The Risks of Being a Cosigner on a Car Loan

As a cosigner on a car loan, you stand to take a few risks. Sometimes, those risks are not properly considered or weighed properly. The basic premise is that you will assume the debt, if the other person does not make the payment.

Unaware of Late Payments

As a cosigner on a car loan, you will not receive the monthly statement on the loan. The primary borrower on the loan will receive the monthly statement and be in charge of making the payments. If they make the payments on time, everything is fine and you will never have an issue. However, if they fail to make the monthly payments, it can cause major problems. As the cosigner, you will often have no idea that they are not making the payments. You will not hear about the problem until it has escalated to a much bigger issue. At that point, you may not be able to do anything about it anyway. Therefore, a lack of communication can cause serious problems for the cosigner. 

Taking Over the Loan

Another risk that you take on as a cosigner is that you may have to take over payments on the loan. If the primary borrower on the loan notifies you that they can no longer make the payments, the responsibility will fall directly upon you. For example, let's say that the primary borrower loses their job or becomes disabled. If something like this were to happen, you would then have to make their monthly payments until the loan was paid off. If you are already spending nearly everything that you make each month, this can be a devastating blow to you personally. It could result in you not being able to afford all of your monthly obligations. 

Credit Damage

All of the above situations also come with their fair share of credit damage as well. If the primary borrower does not make the monthly payment, it will also affect your credit negatively. This situation requires that you put a lot of faith into the primary borrower. Your credit score is basically in their hands. 

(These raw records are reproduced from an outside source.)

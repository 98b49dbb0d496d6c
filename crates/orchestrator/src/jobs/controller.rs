use std::sync::{Arc, Mutex, MutexGuard};
use std::time::Duration;

use futures::FutureExt as _;
use opentelemetry::KeyValue;
use pof_client_interface::{ClientError, JobHandle, JobStatus, ProofOfFundsClient, ProofRequest};
use tokio::sync::broadcast;
use tokio::time::{interval_at, Instant, MissedTickBehavior};
use tokio_util::sync::CancellationToken;

use crate::constants::JOB_EVENT_CHANNEL_CAPACITY;
use crate::jobs::types::{ControllerPhase, JobEvent, SessionToken};
use crate::jobs::JobError;
use crate::metrics::POF_METRICS;

/// Tracks at most one asynchronous proof job and polls its status until it ends.
///
/// Lifecycle: `Idle -> Submitting -> Polling -> Idle`. A session leaves `Polling` when a
/// terminal status is observed, when a status check fails, or when [`Self::stop_polling`] is
/// called. Dropping the controller stops any armed session.
pub struct JobLifecycleController {
    shared: Arc<Shared>,
    poll_interval: Duration,
}

struct Shared {
    client: Arc<dyn ProofOfFundsClient>,
    state: Mutex<ControllerState>,
    events: broadcast::Sender<JobEvent>,
}

struct ControllerState {
    phase: Phase,
    last_token: u64,
}

enum Phase {
    Idle,
    Submitting { token: SessionToken },
    Polling(PollSession),
}

struct PollSession {
    token: SessionToken,
    handle: JobHandle,
    cancel: CancellationToken,
    last_status: Option<JobStatus>,
}

#[derive(Debug, Clone, Copy, PartialEq, Eq)]
enum CheckOutcome {
    KeepPolling,
    SessionEnded,
    Stale,
}

impl JobLifecycleController {
    pub fn new(client: Arc<dyn ProofOfFundsClient>, poll_interval: Duration) -> Self {
        let (events, _) = broadcast::channel(JOB_EVENT_CHANNEL_CAPACITY);
        let state = ControllerState { phase: Phase::Idle, last_token: 0 };
        Self { shared: Arc::new(Shared { client, state: Mutex::new(state), events }), poll_interval }
    }

    pub fn poll_interval(&self) -> Duration {
        self.poll_interval
    }

    /// Receives every [`JobEvent`] published after this call.
    pub fn subscribe(&self) -> broadcast::Receiver<JobEvent> {
        self.shared.events.subscribe()
    }

    pub fn phase(&self) -> ControllerPhase {
        match self.shared.lock_state().phase {
            Phase::Idle => ControllerPhase::Idle,
            Phase::Submitting { .. } => ControllerPhase::Submitting,
            Phase::Polling(_) => ControllerPhase::Polling,
        }
    }

    pub fn get_active_job(&self) -> Option<JobHandle> {
        match &self.shared.lock_state().phase {
            Phase::Polling(session) => Some(session.handle.clone()),
            _ => None,
        }
    }

    /// Last non-terminal status observed for the active job.
    pub fn last_status(&self) -> Option<JobStatus> {
        match &self.shared.lock_state().phase {
            Phase::Polling(session) => session.last_status.clone(),
            _ => None,
        }
    }

    /// Submits a proof job and arms the poll timer for it.
    ///
    /// Returns once the submission call has completed. Fails with [`JobError::AlreadyActive`]
    /// while another submission is in flight or another job is being polled.
    #[tracing::instrument(skip(self, request), fields(category = "proof_job", deal_id = %request.deal_id), err)]
    pub async fn start_job(&self, request: &ProofRequest) -> Result<JobHandle, JobError> {
        let token = {
            let mut state = self.shared.lock_state();
            match &state.phase {
                Phase::Idle => {}
                Phase::Submitting { .. } => return Err(JobError::AlreadyActive { job_id: None }),
                Phase::Polling(session) => {
                    return Err(JobError::AlreadyActive { job_id: Some(session.handle.job_id.clone()) });
                }
            }
            let token = state.issue_token();
            state.phase = Phase::Submitting { token };
            token
        };
        tracing::info!(
            log_type = "starting",
            category = "proof_job",
            function_type = "start_job",
            %token,
            "Submitting proof job."
        );

        // Resets the phase if this future is dropped mid-submission.
        let guard = SubmissionGuard { shared: &*self.shared, token, armed: true };
        let submitted = self.shared.client.generate_proof_async(request).await;
        guard.disarm();

        let mut state = self.shared.lock_state();
        let still_submitting = matches!(state.phase, Phase::Submitting { token: current } if current == token);

        let handle = match submitted {
            Ok(handle) => handle,
            Err(error) => {
                if still_submitting {
                    state.phase = Phase::Idle;
                }
                tracing::error!(
                    log_type = "failed",
                    category = "proof_job",
                    function_type = "start_job",
                    %token,
                    error = %error,
                    "Proof job submission failed."
                );
                return Err(error.into());
            }
        };

        if !still_submitting {
            tracing::warn!(job_id = %handle.job_id, %token, "Stopped during submission, job is not tracked");
            // waiters subscribed before the submission learn the job will never be polled
            self.shared.publish(JobEvent::Stopped { job_id: handle.job_id.clone() });
            return Ok(handle);
        }

        let cancel = CancellationToken::new();
        state.phase = Phase::Polling(PollSession {
            token,
            handle: handle.clone(),
            cancel: cancel.clone(),
            last_status: None,
        });
        tokio::spawn(run_poll_session(self.shared.clone(), token, handle.job_id.clone(), cancel, self.poll_interval));

        tracing::info!(
            log_type = "completed",
            category = "proof_job",
            function_type = "start_job",
            job_id = %handle.job_id,
            %token,
            poll_interval_ms = self.poll_interval.as_millis() as u64,
            "Proof job submitted, polling armed."
        );
        Ok(handle)
    }

    /// Runs one status check for the active job outside of the timer schedule.
    ///
    /// The result goes through the same path as timer checks: a terminal status or an error ends
    /// the session. The periodic schedule is left untouched otherwise.
    #[tracing::instrument(skip(self), fields(category = "proof_job"), err)]
    pub async fn check_now(&self) -> Result<JobStatus, JobError> {
        let (token, job_id) = match &self.shared.lock_state().phase {
            Phase::Polling(session) => (session.token, session.handle.job_id.clone()),
            _ => return Err(JobError::NoActiveJob),
        };

        let result = self.shared.check_status(&job_id).await;
        self.shared.apply_check_result(token, &job_id, result.clone());
        Ok(result?)
    }

    /// Cancels the armed timer and forgets the active job. Calling it while idle does nothing.
    pub fn stop_polling(&self) {
        let mut state = self.shared.lock_state();
        match std::mem::replace(&mut state.phase, Phase::Idle) {
            Phase::Idle => {}
            Phase::Submitting { token } => {
                tracing::info!(category = "proof_job", %token, "Stopped while a submission was in flight.");
            }
            Phase::Polling(session) => {
                session.cancel.cancel();
                tracing::info!(
                    log_type = "completed",
                    category = "proof_job",
                    function_type = "stop_polling",
                    job_id = %session.handle.job_id,
                    token = %session.token,
                    "Polling stopped."
                );
                self.shared.publish(JobEvent::Stopped { job_id: session.handle.job_id });
            }
        }
    }
}

impl Drop for JobLifecycleController {
    fn drop(&mut self) {
        self.stop_polling();
    }
}

impl ControllerState {
    fn issue_token(&mut self) -> SessionToken {
        self.last_token += 1;
        SessionToken::new(self.last_token)
    }
}

impl Shared {
    fn lock_state(&self) -> MutexGuard<'_, ControllerState> {
        // state transitions never panic halfway, so a poisoned lock still holds a valid phase
        self.state.lock().unwrap_or_else(|e| e.into_inner())
    }

    fn publish(&self, event: JobEvent) {
        // no subscribers is fine
        let _ = self.events.send(event);
    }

    async fn check_status(&self, job_id: &str) -> Result<JobStatus, ClientError> {
        let started = std::time::Instant::now();
        let result = self.client.check_job_status(job_id).await;

        let outcome = match &result {
            Ok(status) => status.name(),
            Err(_) => "error",
        };
        POF_METRICS.status_check_latency.record(started.elapsed().as_secs_f64() * 1000.0, &[]);
        POF_METRICS.status_checks.add(1, &[KeyValue::new("outcome", outcome)]);
        result
    }

    /// Applies a check result to the session identified by `token`.
    fn apply_check_result(
        &self,
        token: SessionToken,
        job_id: &str,
        result: Result<JobStatus, ClientError>,
    ) -> CheckOutcome {
        let mut state = self.lock_state();
        let session = match &mut state.phase {
            Phase::Polling(session) if session.token == token => session,
            _ => {
                tracing::debug!(job_id, %token, "Discarding status check result of an ended session");
                return CheckOutcome::Stale;
            }
        };

        match result {
            Ok(status) if !status.is_terminal() => {
                tracing::info!(
                    log_type = "pending",
                    category = "proof_job",
                    function_type = "check_status",
                    job_id,
                    status = status.name(),
                    "Proof job still running."
                );
                session.last_status = Some(status.clone());
                self.publish(JobEvent::StatusChecked { job_id: job_id.to_string(), status });
                CheckOutcome::KeepPolling
            }
            Ok(status) => {
                session.cancel.cancel();
                state.phase = Phase::Idle;
                POF_METRICS.jobs_finished.add(1, &[KeyValue::new("status", status.name())]);
                tracing::info!(
                    log_type = "completed",
                    category = "proof_job",
                    function_type = "check_status",
                    job_id,
                    status = status.name(),
                    "Proof job reached a terminal status."
                );
                self.publish(JobEvent::Finished { job_id: job_id.to_string(), status });
                CheckOutcome::SessionEnded
            }
            Err(error) => {
                session.cancel.cancel();
                state.phase = Phase::Idle;
                tracing::error!(
                    log_type = "failed",
                    category = "proof_job",
                    function_type = "check_status",
                    job_id,
                    error = %error,
                    "Status check failed, polling stopped."
                );
                self.publish(JobEvent::Aborted { job_id: job_id.to_string(), error });
                CheckOutcome::SessionEnded
            }
        }
    }
}

struct SubmissionGuard<'a> {
    shared: &'a Shared,
    token: SessionToken,
    armed: bool,
}

impl SubmissionGuard<'_> {
    fn disarm(mut self) {
        self.armed = false;
    }
}

impl Drop for SubmissionGuard<'_> {
    fn drop(&mut self) {
        if !self.armed {
            return;
        }
        let mut state = self.shared.lock_state();
        if matches!(state.phase, Phase::Submitting { token } if token == self.token) {
            tracing::warn!(token = %self.token, "Submission abandoned before completion");
            state.phase = Phase::Idle;
        }
    }
}

/// Timer task of one poll session. Checks run inline and ticks that fell due while a check was
/// outstanding are dropped afterwards, so the next check waits for the next interval boundary.
async fn run_poll_session(
    shared: Arc<Shared>,
    token: SessionToken,
    job_id: String,
    cancel: CancellationToken,
    period: Duration,
) {
    let mut ticker = interval_at(Instant::now() + period, period);
    ticker.set_missed_tick_behavior(MissedTickBehavior::Skip);

    loop {
        tokio::select! {
            biased;
            _ = cancel.cancelled() => break,
            _ = ticker.tick() => {}
        }

        let result = tokio::select! {
            biased;
            _ = cancel.cancelled() => break,
            result = shared.check_status(&job_id) => result,
        };

        if shared.apply_check_result(token, &job_id, result) != CheckOutcome::KeepPolling {
            break;
        }

        // drop ticks that fell due while the check was outstanding
        while ticker.tick().now_or_never().is_some() {
            tracing::debug!(job_id, %token, "Skipped a tick that fell due during a status check");
        }
    }

    tracing::debug!(job_id, %token, "Poll session task exited");
}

Missed payments are one of the most damaging criteria when calculating a credit score. The credit bureaus look at this and will lower your score as a result. If the primary borrower never notifies you that they have not been making the payment for several months, you might not hear about the problem until the car is repossessed. At that point, both the primary borrower's and your credit will be devastated. A repossession will stay on your credit file for 7 years. During that time period, you will have great difficult in obtaining credit for anything else. You will have to live your life on mostly a cash basis. 

Your credit is one of the most important things that you have. Putting it in the hands of someone else requires a lot of faith in that individual. Make sure that you can trust the primary borrower before you agree to cosigning a car loan.